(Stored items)
use std::collections::BTreeMap;
use std::path::PathBuf;

use serde::Serialize;

use super::import::{read_records, CliError};
use crate::graph::{
    count_vertices_by_kind, ranked_neighbors, strongest_vertex, BipartiteBuilder, BipartiteGraph,
    VertexId,
};
use crate::model::Value;

/// The four CSV tables behind a bipartite graph.
#[derive(Debug, Clone)]
pub struct GraphSources {
    /// Vertex rows of the first kind.
    pub a_rows: PathBuf,
    /// Vertex rows of the second kind.
    pub b_rows: PathBuf,
    /// Relation rows for the first kind.
    pub a_links: PathBuf,
    /// Relation rows for the second kind.
    pub b_links: PathBuf,
}

/// Reads the four tables and runs `builder` over them.
pub fn load_graph(
    builder: &BipartiteBuilder,
    sources: &GraphSources,
) -> Result<BipartiteGraph, CliError> {
    let a_rows = read_records(&sources.a_rows, &[builder.a.id_field.as_str()])?;
    let b_rows = read_records(&sources.b_rows, &[builder.b.id_field.as_str()])?;
    let a_links = read_records(
        &sources.a_links,
        &[builder.join_field.as_str(), builder.a.link_id_field.as_str()],
    )?;
    let b_links = read_records(
        &sources.b_links,
        &[builder.join_field.as_str(), builder.b.link_id_field.as_str()],
    )?;
    Ok(builder.build(&a_rows, &b_rows, &a_links, &b_links)?)
}

/// Finds the vertex of `kind` whose external id is `id`.
pub fn lookup(
    builder: &BipartiteBuilder,
    built: &BipartiteGraph,
    kind: &str,
    id: &Value,
) -> Result<VertexId, CliError> {
    let found = if kind == builder.a.kind {
        built.a_vertex(id)
    } else if kind == builder.b.kind {
        built.b_vertex(id)
    } else {
        return Err(CliError::Message(format!(
            "unknown vertex kind '{}' (expected '{}' or '{}')",
            kind, builder.a.kind, builder.b.kind
        )));
    };
    found.ok_or_else(|| CliError::Message(format!("no {kind} with id {id}")))
}

/// A vertex as printed by the CLI: handle, kind, external id and name.
#[derive(Debug, Clone, Serialize)]
pub struct VertexRow {
    /// Graph handle.
    pub vertex: VertexId,
    /// Kind tag.
    pub kind: String,
    /// External id from the vertex row.
    pub id: Value,
    /// The row's `name` field, when it has one.
    pub name: Option<Value>,
}

impl VertexRow {
    /// Row for vertex `v`. A handle the graph does not know gets an empty
    /// kind and a null id.
    pub fn describe(builder: &BipartiteBuilder, built: &BipartiteGraph, v: VertexId) -> Self {
        let Some(vertex) = built.graph.vertex(v) else {
            return Self {
                vertex: v,
                kind: String::new(),
                id: Value::Null,
                name: None,
            };
        };
        let id_field = if vertex.kind() == builder.a.kind {
            &builder.a.id_field
        } else {
            &builder.b.id_field
        };
        Self {
            vertex: v,
            kind: vertex.kind().to_string(),
            id: vertex.payload().get(id_field).cloned().unwrap_or(Value::Null),
            name: vertex.payload().get("name").cloned(),
        }
    }

    /// [`VertexRow::describe`] over a list of handles.
    pub fn describe_all(
        builder: &BipartiteBuilder,
        built: &BipartiteGraph,
        vertices: &[VertexId],
    ) -> Vec<Self> {
        vertices
            .iter()
            .map(|&v| Self::describe(builder, built, v))
            .collect()
    }
}

/// Size of a built graph and what the builder saw.
#[derive(Debug, Clone, Serialize)]
pub struct GraphSummary {
    /// Vertex count.
    pub vertices: usize,
    /// Edge count.
    pub edges: usize,
    /// Vertices per kind.
    pub kinds: BTreeMap<String, usize>,
    /// Join keys found in both relation tables.
    pub shared_keys: usize,
    /// Relation rows skipped for naming an unknown id.
    pub dangling_links: usize,
}

impl GraphSummary {
    /// Summarizes `built`.
    pub fn build(built: &BipartiteGraph) -> Self {
        Self {
            vertices: built.graph.vertex_count(),
            edges: built.graph.edge_count(),
            kinds: count_vertices_by_kind(&built.graph).into_iter().collect(),
            shared_keys: built.stats.shared_keys,
            dangling_links: built.stats.dangling_links,
        }
    }
}

/// One partner in a [`TopReport`].
#[derive(Debug, Clone, Serialize)]
pub struct NeighborRow {
    /// The partner vertex.
    pub neighbor: VertexRow,
    /// Weight of the connecting edge.
    pub weight: u64,
    /// Keys recorded on that edge.
    pub shared_keys: usize,
}

/// The best-connected vertex of one kind and its partners.
#[derive(Debug, Clone, Serialize)]
pub struct TopReport {
    /// Kind the report covers.
    pub kind: String,
    /// Strongest vertex of that kind, `None` when the kind is empty.
    pub top: Option<VertexRow>,
    /// Sum of its edge weights.
    pub total_weight: u64,
    /// Its heaviest partners, at most `limit` of them.
    pub neighbors: Vec<NeighborRow>,
}

impl TopReport {
    /// Picks the strongest vertex of `kind` and lists up to `limit` partners.
    pub fn build(
        builder: &BipartiteBuilder,
        built: &BipartiteGraph,
        kind: &str,
        limit: usize,
    ) -> Result<Self, CliError> {
        let Some((v, total_weight)) = strongest_vertex(&built.graph, kind)? else {
            return Ok(Self {
                kind: kind.to_string(),
                top: None,
                total_weight: 0,
                neighbors: Vec::new(),
            });
        };
        let neighbors = ranked_neighbors(&built.graph, v)?
            .into_iter()
            .take(limit)
            .map(|ranked| NeighborRow {
                neighbor: VertexRow::describe(builder, built, ranked.vertex),
                weight: ranked.weight,
                shared_keys: ranked.shared_keys,
            })
            .collect();
        Ok(Self {
            kind: kind.to_string(),
            top: Some(VertexRow::describe(builder, built, v)),
            total_weight,
            neighbors,
        })
    }
}

#[cfg(test)]
mod tests {
    use super::*;
    use std::io::Write;
    use tempfile::TempDir;

    fn write(dir: &TempDir, name: &str, lines: &[&str]) -> PathBuf {
        let path = dir.path().join(name);
        let mut file = std::fs::File::create(&path).unwrap();
        for line in lines {
            writeln!(file, "{line}").unwrap();
        }
        path
    }

    fn sources(dir: &TempDir) -> GraphSources {
        GraphSources {
            a_rows: write(dir, "developers.csv", &["id,name", "1,Valve", "2,Hidden Path"]),
            b_rows: write(dir, "publishers.csv", &["id,name", "10,Valve", "11,Ubisoft"]),
            a_links: write(
                dir,
                "app_developers.csv",
                &["appid,developer_id", "100,1", "101,1", "101,2", "102,2"],
            ),
            b_links: write(
                dir,
                "app_publishers.csv",
                &["appid,publisher_id", "100,10", "101,10", "102,11"],
            ),
        }
    }

    #[test]
    fn graph_loads_from_csv_tables() {
        let dir = TempDir::new().unwrap();
        let builder = BipartiteBuilder::developer_publisher();
        let built = load_graph(&builder, &sources(&dir)).unwrap();
        let summary = GraphSummary::build(&built);
        assert_eq!(summary.vertices, 4);
        assert_eq!(summary.edges, 3);
        assert_eq!(summary.kinds["developer"], 2);
        assert_eq!(summary.shared_keys, 3);
    }

    #[test]
    fn top_developer_and_partners() {
        let dir = TempDir::new().unwrap();
        let builder = BipartiteBuilder::developer_publisher();
        let built = load_graph(&builder, &sources(&dir)).unwrap();
        let report = TopReport::build(&builder, &built, "developer", 5).unwrap();
        let top = report.top.unwrap();
        assert_eq!(top.id, Value::Int(1));
        assert_eq!(report.total_weight, 2);
        assert_eq!(report.neighbors.len(), 1);
        assert_eq!(report.neighbors[0].neighbor.name, Some(Value::from("Valve")));
    }

    #[test]
    fn lookup_by_kind_and_id() {
        let dir = TempDir::new().unwrap();
        let builder = BipartiteBuilder::developer_publisher();
        let built = load_graph(&builder, &sources(&dir)).unwrap();
        let v = lookup(&builder, &built, "publisher", &Value::Int(11)).unwrap();
        assert_eq!(VertexRow::describe(&builder, &built, v).kind, "publisher");
        assert!(lookup(&builder, &built, "platform", &Value::Int(1)).is_err());
        assert!(lookup(&builder, &built, "developer", &Value::Int(99)).is_err());
    }
}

### Try it
Pull out each line of the entries that contains "them".

### Written response
/// Reads the four tables and runs `builder` over them.
    /// Its heaviest partners, at most `limit` of them.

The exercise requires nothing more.